La Cour d’appel refuse de suspendre la loi sur le registre des armes à feu

L’Association canadienne pour les armes à feu avait tenté de faire invalider la loi.
Photo: Jacques Nadeau Archives Le Devoir L’Association canadienne pour les armes à feu avait tenté de faire invalider la loi.

La loi québécoise sur l’immatriculation des armes à feu ne sera pas suspendue en attendant le jugement de la Cour d’appel, a tranché cette dernière dans une décision rendue lundi.

L’Association canadienne pour les armes à feu avait tenté de faire invalider la loi. Elle était notamment d’avis qu’avec cette mesure législative, le gouvernement du Québec tentait de s’immiscer dans le droit criminel, qui est de compétence fédérale.

La Cour supérieure avait confirmé en octobre dernier que cette loi était constitutionnelle, et que le gouvernement du Québec n’avait pas empiété dans un champ de compétence fédérale en adoptant le projet de loi qui créait son propre registre des armes d’épaule, en juin 2016.

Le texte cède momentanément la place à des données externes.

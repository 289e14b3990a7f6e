use std::collections::HashMap;
use std::hash::Hash;
use std::sync::Arc;

struct Entry<V> {
    value: Arc<V>,
    refcount: usize,
    last_used: u64,
}

/// A keyed cache of `Arc<V>` values with a soft capacity: entries with a
/// zero refcount are evicted oldest-first once the live entry count
/// exceeds `capacity`. Entries still checked out (`refcount > 0`) are
/// never evicted, so capacity is advisory, not a hard bound — going over
/// it just logs rather than failing, matching the original's
/// "log and keep going" policy for transient over-subscription.
pub struct LruCache<K, V> {
    capacity: usize,
    entries: HashMap<K, Entry<V>>,
}

impl<K: Eq + Hash + Clone, V> LruCache<K, V> {
    pub fn new(capacity: usize) -> Self {
        LruCache {
            capacity,
            entries: HashMap::new(),
        }
    }

    pub fn increase_capacity(&mut self, capacity: usize) {
        if capacity > self.capacity {
            self.capacity = capacity;
        }
    }

    pub fn len(&self) -> usize {
        self.entries.len()
    }

    pub fn is_empty(&self) -> bool {
        self.entries.is_empty()
    }

    /// Returns the cached value for `key`, building it with `build` on a
    /// miss, and incrementing its refcount. Callers must pair this with
    /// [`Self::release`] once they are done with the value.
    pub fn get(&mut self, key: K, build: impl FnOnce() -> V) -> Arc<V> {
        let now = colorscreen_core::ids::next_id();
        if let Some(entry) = self.entries.get_mut(&key) {
            entry.refcount += 1;
            entry.last_used = now;
            return entry.value.clone();
        }

        self.evict_if_over_capacity();

        let value = Arc::new(build());
        self.entries.insert(
            key,
            Entry {
                value: value.clone(),
                refcount: 1,
                last_used: now,
            },
        );
        value
    }

    /// Decrements the refcount of `key`, making it eligible for eviction
    /// again once it reaches zero.
    pub fn release(&mut self, key: &K) {
        if let Some(entry) = self.entries.get_mut(key) {
            entry.refcount = entry.refcount.saturating_sub(1);
        }
    }

    /// Drops every entry with a zero refcount, regardless of capacity.
    pub fn prune(&mut self) {
        self.entries.retain(|_, e| e.refcount > 0);
    }

    fn evict_if_over_capacity(&mut self) {
        if self.entries.len() < self.capacity {
            return;
        }
        let victim = self
            .entries
            .iter()
            .filter(|(_, e)| e.refcount == 0)
            .min_by_key(|(_, e)| e.last_used)
            .map(|(k, _)| k.clone());

        match victim {
            Some(k) => {
                self.entries.remove(&k);
            }
            None => {
                tracing::warn!(
                    capacity = self.capacity,
                    live = self.entries.len(),
                    "cache over capacity but every entry is checked out; growing instead of evicting"
                );
            }
        }
    }
}

#[cfg(test)]
mod tests {
    use super::*;

    #[test]
    fn builds_once_and_reuses_on_hit() {
        let mut cache: LruCache<u32, String> = LruCache::new(4);
        let mut builds = 0;
        let a = cache.get(1, || {
            builds += 1;
            "a".to_string()
        });
        let b = cache.get(1, || {
            builds += 1;
            "a".to_string()
        });
        assert_eq!(*a, *b);
        assert_eq!(builds, 1);
    }

    #[test]
    fn evicts_oldest_unreferenced_entry_over_capacity() {
        let mut cache: LruCache<u32, u32> = LruCache::new(2);
        cache.get(1, || 1);
        cache.release(&1);
        cache.get(2, || 2);
        cache.release(&2);
        // Over capacity: key 1 is the oldest with refcount 0, gets evicted.
        cache.get(3, || 3);
        cache.release(&3);
        assert_eq!(cache.len(), 2);
    }

    #[test]
    fn checked_out_entries_survive_eviction_pressure() {
        let mut cache: LruCache<u32, u32> = LruCache::new(1);
        let _held = cache.get(1, || 1);
        cache.get(2, || 2);
        assert_eq!(cache.len(), 2);
    }
}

Insatisfaite de la décision de la Cour supérieure, l’Association l’a portée en appel.

Et en attendant que la Cour d’appel ne rende jugement, elle voulait qu’une ordonnance de sauvegarde soit rendue pour que la loi soit suspendue temporairement. Celle-ci est d’ailleurs entrée en vigueur le 29 janvier dernier.

La Cour d’appel vient de rejeter cette demande.

« Le débat engagé en appel ne justifie pas d’écarter la présomption que la loi est valide et qu’elle a été adoptée par l’Assemblée nationale dans sa sphère de compétence constitutionnelle. Ce qui, à ce jour, est en outre confirmé par le jugement de première instance », écrit le juge Paul Vézina de la Cour d’appel.

Par ailleurs, si la Cour conçoit que les propriétaires d’armes devront se soumettre à des « contraintes réglementaires » pour enregistrer leurs armes, elle ne voit pas là un préjudice irréparable, l’un des critères pour obtenir une ordonnance de sauvegarde.

« Il n’y a aucune commune mesure entre l’objectif d’intérêt public de rendre le travail des forces de l’ordre plus sécuritaire et plus efficace et les démarches individuelles imposées aux propriétaires d’armes pour y arriver », peut-on lire dans la décision.

Bref, en tranchant qu’il n’y a eu aucune démonstration que la suspension de la mise en vigueur de la loi servirait l’intérêt public, la Cour rejette la requête en ordonnance de sauvegarde.